We changed our original serial implementation to enable more parallelization by changing our linked lists of bounding boxes to arrays. Originally, we planned on having each CUDA thread have a linked list and merging all of the lists at the end. We then determined that this would be a waste of overhead. However, having a single linked list would also be undesirable because we would need to implement some form of hand over hand locking. Thus, we re-wrote the linked-list of bounding boxes to an array of bounding boxes. At this point, we needed to account for the problem that arrays are of a fixed size. To find the size of the array, we first went through the segmented image and kept an array of whether or not each pixel was labeled. Then, we used prefix scan to find the total number of labels we needed. Furthermore, at this point, we added a tracking function which takes in two frames and determines the direction of each box.

When parallelizing for OpenMP, we mapped our problem to the Intel(R) Core(TM) i5-4590 CPU as follows:

For subtraction and threshold, the work is split amongst each of the cores equally. Thus, each core processes about ¼ of the pixels in the frame.

For Segmentation, each core starts on one pixel that is in the frame and begins the "flooding" of the image as described in the background section. The stack structure is shared amongst all the cores. Thus, each time we push or pop from the stack, we are operating in a critical section.

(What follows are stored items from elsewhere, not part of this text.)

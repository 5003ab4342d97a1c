//! # Database Pool Management
//!
//! Connection pool creation and configuration for SQLite.
//!
//! ## Architecture
//! ```text
//! ┌─────────────────────────────────────────────────────────────────────────┐
//! │                      Database Connection Pool                           │
//! │                                                                         │
//! │  Server Startup                                                        │
//! │       │                                                                 │
//! │       ▼                                                                 │
//! │  DbConfig::new(path) ← Configure pool settings                         │
//! │       │                                                                 │
//! │       ▼                                                                 │
//! │  Database::new(config).await ← Create pool + run migrations            │
//! │       │                                                                 │
//! │       ▼                                                                 │
//! │  ┌─────────────────────────────────────────┐                           │
//! │  │            SqlitePool                    │                           │
//! │  │  ┌─────┐ ┌─────┐ ┌─────┐ ┌─────┐       │                           │
//! │  │  │Conn1│ │Conn2│ │Conn3│ │Conn4│ ...   │  (max_connections)        │
//! │  │  └─────┘ └─────┘ └─────┘ └─────┘       │                           │
//! │  └─────────────────────────────────────────┘                           │
//! │       │                                                                 │
//! │       ▼                                                                 │
//! │  Reads run in parallel. Writers queue on the SQLite write lock,        │
//! │  waiting up to busy_timeout before failing with DbError::Busy.         │
//! │                                                                         │
//! └─────────────────────────────────────────────────────────────────────────┘
//! ```
//!
//! ## WAL Mode
//! SQLite WAL (Write-Ahead Logging) mode is enabled so readers never block
//! the single writer and the writer never blocks readers.

use sqlx::sqlite::{SqliteConnectOptions, SqliteJournalMode, SqlitePoolOptions, SqliteSynchronous};
use sqlx::{Sqlite, SqlitePool, Transaction};
use std::path::PathBuf;
use std::str::FromStr;
use std::time::Duration;
use tracing::{debug, info};

use crate::error::{DbError, DbResult};
use crate::migrations;
use crate::repository::catalog::CatalogRepository;
use crate::repository::customer::CustomerRepository;
use crate::repository::idempotency::IdempotencyRepository;
use crate::repository::inventory::StockLedger;
use crate::repository::sale::SaleRepository;
use crate::repository::sale_number::SaleNumberRepository;

const IN_MEMORY: &str = ":memory:";

// =============================================================================
// Configuration
// =============================================================================

/// Database configuration.
///
/// ## Example
/// ```rust,ignore
/// let config = DbConfig::new("/var/lib/tally/tally.db")
///     .max_connections(8)
///     .busy_timeout(Duration::from_secs(5));
/// ```
#[derive(Debug, Clone)]
pub struct DbConfig {
    /// Path to the SQLite database file.
    pub database_path: PathBuf,

    /// Maximum number of connections in the pool.
    /// Default: 8
    pub max_connections: u32,

    /// Minimum number of connections to keep alive.
    /// Default: 1
    pub min_connections: u32,

    /// Connection acquire timeout.
    /// Default: 30 seconds
    pub connect_timeout: Duration,

    /// Idle timeout before closing a connection.
    /// Default: 10 minutes
    pub idle_timeout: Duration,

    /// How long a writer waits for the SQLite lock.
    /// Default: 5 seconds
    pub busy_timeout: Duration,

    /// Whether to run migrations on connect.
    /// Default: true
    pub run_migrations: bool,
}

impl DbConfig {
    /// Creates a new database configuration with the given path.
    ///
    /// The file is created if it doesn't exist.
    pub fn new(path: impl Into<PathBuf>) -> Self {
        DbConfig {
            database_path: path.into(),
            max_connections: 8,
            min_connections: 1,
            connect_timeout: Duration::from_secs(30),
            idle_timeout: Duration::from_secs(600),
            busy_timeout: Duration::from_secs(5),
            run_migrations: true,
        }
    }

    /// Sets the maximum number of connections.
    pub fn max_connections(mut self, max: u32) -> Self {
        self.max_connections = max;
        self
    }

    /// Sets the minimum number of connections.
    pub fn min_connections(mut self, min: u32) -> Self {
        self.min_connections = min;
        self
    }

    /// Sets the connection timeout.
    pub fn connect_timeout(mut self, timeout: Duration) -> Self {
        self.connect_timeout = timeout;
        self
    }

    /// Sets the SQLite busy timeout.
    pub fn busy_timeout(mut self, timeout: Duration) -> Self {
        self.busy_timeout = timeout;
        self
    }

    /// Sets whether to run migrations on connect.
    pub fn run_migrations(mut self, run: bool) -> Self {
        self.run_migrations = run;
        self
    }

    /// Creates an in-memory database configuration (for testing).
    ///
    /// ## Usage
    /// ```rust,ignore
    /// let db = Database::new(DbConfig::in_memory()).await?;
    /// // Database is isolated, perfect for tests
    /// ```
    pub fn in_memory() -> Self {
        DbConfig {
            database_path: PathBuf::from(IN_MEMORY),
            max_connections: 1, // In-memory requires single connection
            min_connections: 1,
            connect_timeout: Duration::from_secs(5),
            idle_timeout: Duration::from_secs(60),
            busy_timeout: Duration::from_secs(1),
            run_migrations: true,
        }
    }

    fn is_in_memory(&self) -> bool {
        self.database_path.as_os_str() == IN_MEMORY
    }
}

// =============================================================================
// Database
// =============================================================================

/// Main database handle providing repository access.
///
/// Cheap to clone. Every clone shares the same pool.
///
/// ## Usage
/// ```rust,ignore
/// let level = db.inventory().stock_level(7, 1).await?;
///
/// let mut tx = db.begin().await?;
/// let number = SaleNumberRepository::issue_in(&mut tx, 1).await?;
/// tx.commit().await?;
/// ```
#[derive(Debug, Clone)]
pub struct Database {
    /// The SQLite connection pool.
    pool: SqlitePool,
}

impl Database {
    /// Creates a new database connection pool.
    ///
    /// ## What This Does
    /// 1. Creates the database file if it doesn't exist
    /// 2. Configures SQLite:
    ///    - WAL mode for concurrent reads
    ///    - NORMAL synchronous
    ///    - Foreign keys enabled
    ///    - busy_timeout so writers queue instead of failing at once
    /// 3. Creates the connection pool
    /// 4. Runs migrations (if enabled)
    pub async fn new(config: DbConfig) -> DbResult<Self> {
        info!(
            path = %config.database_path.display(),
            "Initializing database connection"
        );

        // sqlite://path creates file if not exists
        let connect_url = format!("sqlite://{}?mode=rwc", config.database_path.display());

        let connect_options = SqliteConnectOptions::from_str(&connect_url)
            .map_err(|e| DbError::ConnectionFailed(e.to_string()))?
            .journal_mode(SqliteJournalMode::Wal)
            .synchronous(SqliteSynchronous::Normal)
            // SQLite has them disabled by default
            .foreign_keys(true)
            .busy_timeout(config.busy_timeout)
            .create_if_missing(true);

        debug!("Connection options configured");

        let mut pool_options = SqlitePoolOptions::new()
            .max_connections(config.max_connections)
            .min_connections(config.min_connections)
            .acquire_timeout(config.connect_timeout);

        // Closing the only in-memory connection drops the database
        pool_options = if config.is_in_memory() {
            pool_options.idle_timeout(None).max_lifetime(None)
        } else {
            pool_options.idle_timeout(Some(config.idle_timeout))
        };

        let pool = pool_options
            .connect_with(connect_options)
            .await
            .map_err(|e| DbError::ConnectionFailed(e.to_string()))?;

        info!(
            max_connections = config.max_connections,
            busy_timeout_ms = config.busy_timeout.as_millis() as u64,
            "Database pool created"
        );

        let db = Database { pool };

        if config.run_migrations {
            db.run_migrations().await?;
        }

        Ok(db)
    }

    /// Runs database migrations.
    ///
    /// Idempotent. Called by `new()` when `run_migrations` is true.
    pub async fn run_migrations(&self) -> DbResult<()> {
        info!("Running database migrations");
        migrations::run_migrations(&self.pool).await?;
        info!("Migrations complete");
        Ok(())
    }

    /// Returns a reference to the connection pool.
    pub fn pool(&self) -> &SqlitePool {
        &self.pool
    }

    /// Starts a transaction.
    ///
    /// Every write transaction in this crate opens with a write statement,
    /// so the SQLite write lock is taken up front and busy_timeout applies.
    pub async fn begin(&self) -> DbResult<Transaction<'static, Sqlite>> {
        self.pool
            .begin()
            .await
            .map_err(|e| match DbError::from(e) {
                DbError::Internal(msg) => DbError::TransactionFailed(msg),
                other => other,
            })
    }

    /// Returns the catalog repository (branches, products).
    pub fn catalog(&self) -> CatalogRepository {
        CatalogRepository::new(self.pool.clone())
    }

    /// Returns the stock ledger.
    pub fn inventory(&self) -> StockLedger {
        StockLedger::new(self.pool.clone())
    }

    /// Returns the sale repository.
    pub fn sales(&self) -> SaleRepository {
        SaleRepository::new(self.pool.clone())
    }

    /// Returns the per-branch sale number counters.
    pub fn sale_numbers(&self) -> SaleNumberRepository {
        SaleNumberRepository::new(self.pool.clone())
    }

    /// Returns the idempotency key store.
    pub fn idempotency(&self) -> IdempotencyRepository {
        IdempotencyRepository::new(self.pool.clone())
    }

    /// Returns the customer / loyalty repository.
    pub fn customers(&self) -> CustomerRepository {
        CustomerRepository::new(self.pool.clone())
    }

    /// Closes the database connection pool.
    ///
    /// After calling close, all repository operations will fail.
    pub async fn close(&self) {
        info!("Closing database connection pool");
        self.pool.close().await;
    }

    /// Checks if the database is healthy (can execute queries).
    pub async fn health_check(&self) -> bool {
        sqlx::query("SELECT 1").execute(&self.pool).await.is_ok()
    }
}

// =============================================================================
// Unit Tests
// =============================================================================

#[cfg(test)]
mod tests {
    use super::*;

    #[tokio::test]
    async fn test_in_memory_database() {
        let db = Database::new(DbConfig::in_memory()).await.unwrap();
        assert!(db.health_check().await);

        let (total, applied) = migrations::migration_status(db.pool()).await.unwrap();
        assert_eq!(total, applied);
    }

    #[tokio::test]
    async fn test_file_database_and_close() {
        let path = std::env::temp_dir().join(format!("tally-pool-{}.db", uuid::Uuid::new_v4()));
        let db = Database::new(DbConfig::new(&path).max_connections(2))
            .await
            .unwrap();
        assert!(db.health_check().await);

        db.close().await;
        assert!(!db.health_check().await);

        let _ = std::fs::remove_file(&path);
    }

    #[test]
    fn test_config_builder() {
        let config = DbConfig::new("/tmp/test.db")
            .max_connections(10)
            .min_connections(2)
            .busy_timeout(Duration::from_millis(250));

        assert_eq!(config.max_connections, 10);
        assert_eq!(config.min_connections, 2);
        assert_eq!(config.busy_timeout, Duration::from_millis(250));
        assert!(!config.is_in_memory());
        assert!(DbConfig::in_memory().is_in_memory());
    }
}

For Detect, each tag/label needs to find its boundaries. Thus for every tag/label, each core goes through approximately ¼ of the pixels in our frame looking for the edges, position, number of pixels, and centroid of each box. When we update the edge values, we update them in a critical section. Position, number of pixels, and centroid values are updated atomically. In order to determine the number of labels we need in our bounding box array, we implemented a parallel prefix sum similar to the way we did in Project 2.

When parallelizing for CUDA, we mapped our problem to the NVIDIA GeForce GTX 750 Ti as follows:

For subtraction and threshold, we just map the pixels in our frames to threads in the GPU. Because our image size is (720 * 480), and we are running 1024 threads per block, we mapped our frames to (720 * 480) / 1024 = 338 blocks.

Below is an example of how we mapped our frames to blocks and threads:


For Segmentation, we tile our frame, and each block gets a tile. We make each block 14 x 14 pixels. Thus, we are running 196 threads per block and a total of 1764 blocks [This number was determined optimal by experimentation in reference 1]. Then each thread in each block starts at a pixel. From here, we run a kernel call so that each pixel looks at itself and its neighbors to the left and its neighbors below.

Our numbering scheme is as follows:
If our pixel is off, then it labels itself 0.
If one or more of the neighboring pixels is on and our current pixel is lower left corner on the border of our inner 14 x 14 tile, then we label our current pixel -2.
We label all other pixels that have a neighboring left, lower, or lower-left pixel turned on -1.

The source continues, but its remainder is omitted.